Athena's Web Weekly Column

Week of Jul 19th - Jul 25th,  2002

Politicing for Pisces

Columns Archive


   This week we're once again taking a look at Ovid's Fasti, a correlation of the calendar and traditions associated with each of the Roman holidays through the year. This is part of an ongoing series, and our hypothesis is the original calendar of the Roman Republic was choreographed by the positions of the Sun and Moon, with each month beginning on the New Moon and reaching a crescendo with the Ides, correlating to the Full Moon.

   This week we're examining Nones 5th from Book III of Ovid's Fasti, a date we would interpret as March 5th,but which would translate as March 3rd in the Calendar of Numa during the Republic.
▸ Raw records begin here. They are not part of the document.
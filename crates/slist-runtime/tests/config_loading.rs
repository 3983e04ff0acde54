#![forbid(unsafe_code)]

//! TOML loading for [`ReconcilerConfig`].

use slist_runtime::{ConfigError, ReconcilerConfig};

#[test]
fn empty_document_yields_defaults() {
    let config = ReconcilerConfig::from_toml_str("").unwrap();
    assert_eq!(config, ReconcilerConfig::default());
}

#[test]
fn explicit_values_override_defaults() {
    let config = ReconcilerConfig::from_toml_str(
        r#"
        animate_differences = false
        "#,
    )
    .unwrap();
    assert!(!config.animate_differences);
    assert!(config.recover_from_observed_state);
}

#[test]
fn unknown_keys_are_rejected() {
    let err = ReconcilerConfig::from_toml_str("animate = true").unwrap_err();
    assert!(matches!(err, ConfigError::Parse(_)));
    assert!(err.to_string().starts_with("invalid list configuration"));
}

#[test]
fn wrong_types_are_rejected() {
    let err = ReconcilerConfig::from_toml_str("animate_differences = \"yes\"").unwrap_err();
    assert!(matches!(err, ConfigError::Parse(_)));
}

#[test]
fn serializes_back_to_toml() {
    let config = ReconcilerConfig {
        animate_differences: false,
        recover_from_observed_state: false,
    };
    let text = toml::to_string(&config).unwrap();
    assert_eq!(ReconcilerConfig::from_toml_str(&text).unwrap(), config);
}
On that date the Sun would still be in Pisces, and the Moon would be leaving Pisces for Aries.


March 5th, 13 AD, while Ovid was composing this work.
Although not visible in daylight, the new thin Crescent Moon
would have been observable with sunset.
Note how Sun and Moon both fall in Pisces.

   As he did on February 14th, Ovid is again attempting to explain the myth by using the helical rising or setting of various constellations he finds associated with this day . The listing for Nones 5th is a short one, and may be fully included here.

   "When from her saffron cheeks Tithonus' spouse (Aurora, the Dawn) shall have begun to shed the dew at the time of the fifth morn, the constellation, whether it be the Bear-ward or the sluggard Bootes, will have sunk and will escape thy sight. But not so will the Grape-gatherer escape thee. The origin of that constellation also can be briefly told."

   Who is he referring to? In Ovid's time early March would have seen Bootes getting ready to disappear across the western horizon, but who Bootes is is pointless. Who is the Grape-gatherer? It's possible the constellation Virgo (representing the harvest) might be meant, but the Grape-gatherer is usually thought of as Bacchus or Dionysus. Pisces is the sign of the vine, grapes, their gatherers, and revelry. In early March, the Sun is in Pisces, and so the constellation cannot be seen. It is the sign of those twice born, as both the Messiah and Dionysus experienced death and resurrection. The former through the cross, while the later was reborn from the thigh of Zeus after being plucked from his dying mother's womb. Wine is twice born; first as the fruit of the grape, later as wine. The remainder of the myth confirms our suspicions:

   "Tis said that the unshorn Ampelus, son of a nymph and satyr, was loved by Bacchus on the Ismarian hills. Upon him the god bestowed a vine that trailed from an elm's leafy boughs, and still the vine takes from the boy its name. While he rashly culled the gaudy grapes upon a branch, he tumbled down; Liber bore the lost youth to the stars."

   Bacchus immortalizes his consort and places him in the stars. Ovid is relating myths choreographed by the Sun and Moon, not by helical alignments. He is attempting to make sense out of the patterns he has been given, but in this case is reaching. With Sun and Moon in Pisces, we are seeing the influence of each; of the Sun as Bacchus, and the Moon as his reflection in the vine to which the gaudy grapes gave their name. The spread of the cultivation of wine was to breed new varieties of grapes, here anthropomorphized in myth as Ampelus, son of a nymph and satyr. Certainly there's nothing to be ashamed about in the development of a new breed of grape, depicted as a youth Bacchus loved. The authors of the Calendar of Numa were simply using poetic license.